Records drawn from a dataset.

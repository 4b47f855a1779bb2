use serde::Serialize;

use crate::adherence::{AdherenceLog, AdherenceStatus};
use crate::time::DateRange;

use super::AdherenceRate;

#[derive(Clone, Debug, Default, Serialize, PartialEq)]
#[serde(rename_all = "camelCase")]
pub struct AdherenceStats {
    pub total: usize,
    pub taken: usize,
    pub missed: usize,
    pub skipped: usize,
    pub adherence_rate: AdherenceRate,
}

impl AdherenceStats {
    pub fn record(&mut self, status: AdherenceStatus) {
        self.total += 1;
        match status {
            AdherenceStatus::Taken => self.taken += 1,
            AdherenceStatus::Missed => self.missed += 1,
            AdherenceStatus::Skipped => self.skipped += 1,
        }
        self.adherence_rate = AdherenceRate::from_counts(self.taken, self.total);
    }
}

/// Count entries by status, restricted to `range` when one is given.
pub fn compute_stats<'a, I>(entries: I, range: Option<&DateRange>) -> AdherenceStats
where
    I: IntoIterator<Item = &'a AdherenceLog>,
{
    let mut stats = AdherenceStats::default();
    for entry in entries {
        if range.map_or(true, |r| r.contains(&entry.scheduled_time)) {
            stats.record(entry.status);
        }
    }
    stats
}
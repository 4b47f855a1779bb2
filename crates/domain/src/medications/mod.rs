/// Medication entity and lifecycle
pub mod model;

/// Input DTOs
pub mod inputs;

/// Daily reminder expansion
pub mod reminders;

pub use inputs::{MedicationPatch, NewMedicationInput};
pub use model::{Frequency, Medication, MedicationState, ENTITY};
pub use reminders::{todays_reminders, Reminder};
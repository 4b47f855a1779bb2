//! Caller identity.
//!
//! The fronting gateway authenticates the caller; this layer only resolves
//! the user id it forwards and makes it available to handlers.

use axum::async_trait;
use axum::extract::{FromRequestParts, Request, State};
use axum::http::request::Parts;
use axum::http::{HeaderMap, HeaderName};
use axum::middleware::Next;
use axum::response::Response;

use crate::error::ApiError;
use crate::AppState;

/// Authenticated user id, injected into request extensions by
/// [`require_user`].
#[derive(Clone, Debug, PartialEq, Eq)]
pub struct CurrentUser(pub String);

pub trait IdentityResolver: Send + Sync {
    fn resolve(&self, headers: &HeaderMap) -> Option<String>;
}

/// Trusts a header set by the upstream authorizer.
pub struct TrustedHeader {
    header: HeaderName,
}

impl TrustedHeader {
    pub fn new(header: HeaderName) -> Self {
        Self { header }
    }
}

impl IdentityResolver for TrustedHeader {
    fn resolve(&self, headers: &HeaderMap) -> Option<String> {
        headers
            .get(&self.header)
            .and_then(|v| v.to_str().ok())
            .map(str::trim)
            .filter(|v| !v.is_empty())
            .map(str::to_string)
    }
}

pub async fn require_user(
    State(state): State<AppState>,
    mut req: Request,
    next: Next,
) -> Result<Response, ApiError> {
    let user_id = state
        .identity
        .resolve(req.headers())
        .ok_or(ApiError::Unauthorized)?;

    req.extensions_mut().insert(CurrentUser(user_id));
    Ok(next.run(req).await)
}

#[async_trait]
impl<S> FromRequestParts<S> for CurrentUser
where
    S: Send + Sync,
{
    type Rejection = ApiError;

    async fn from_request_parts(parts: &mut Parts, _state: &S) -> Result<Self, Self::Rejection> {
        parts
            .extensions
            .get::<CurrentUser>()
            .cloned()
            .ok_or(ApiError::Unauthorized)
    }
}
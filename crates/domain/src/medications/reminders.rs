use chrono::{DateTime, FixedOffset, TimeZone};
use derive_new::new;
use serde::Serialize;

use crate::time::parse_clock_time;

use super::model::Medication;

#[derive(Clone, Debug, Serialize, Eq, PartialEq, new)]
#[serde(rename_all = "camelCase")]
pub struct Reminder {
    pub medication_id: String,
    pub medication_name: String,
    pub dosage: String,
    pub time: String,
    pub scheduled_date_time: DateTime<FixedOffset>,
}

/// Expand every configured clock time of each active medication into a
/// reminder instant on the calendar day of `now`.
///
/// Frequency and the start/end dates are not consulted.
pub fn todays_reminders(medications: &[Medication], now: DateTime<FixedOffset>) -> Vec<Reminder> {
    let today = now.date_naive();
    let offset = now.offset();

    let mut reminders = Vec::new();
    for medication in medications.iter().filter(|m| m.is_active()) {
        for time in &medication.times {
            let Some(clock) = parse_clock_time(time) else {
                tracing::warn!(
                    "Skipping unparseable reminder time {:?} for medication {}",
                    time,
                    medication.id
                );
                continue;
            };

            let Some(scheduled) = offset.from_local_datetime(&today.and_time(clock)).single()
            else {
                continue;
            };

            reminders.push(Reminder::new(
                medication.id.clone(),
                medication.name.clone(),
                medication.dosage.clone(),
                time.clone(),
                scheduled,
            ));
        }
    }

    reminders
}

How to complete this task.
Copy each line in the data that holds the word "IdentityResolver".

Final answer.
pub trait IdentityResolver: Send + Sync {
impl IdentityResolver for TrustedHeader {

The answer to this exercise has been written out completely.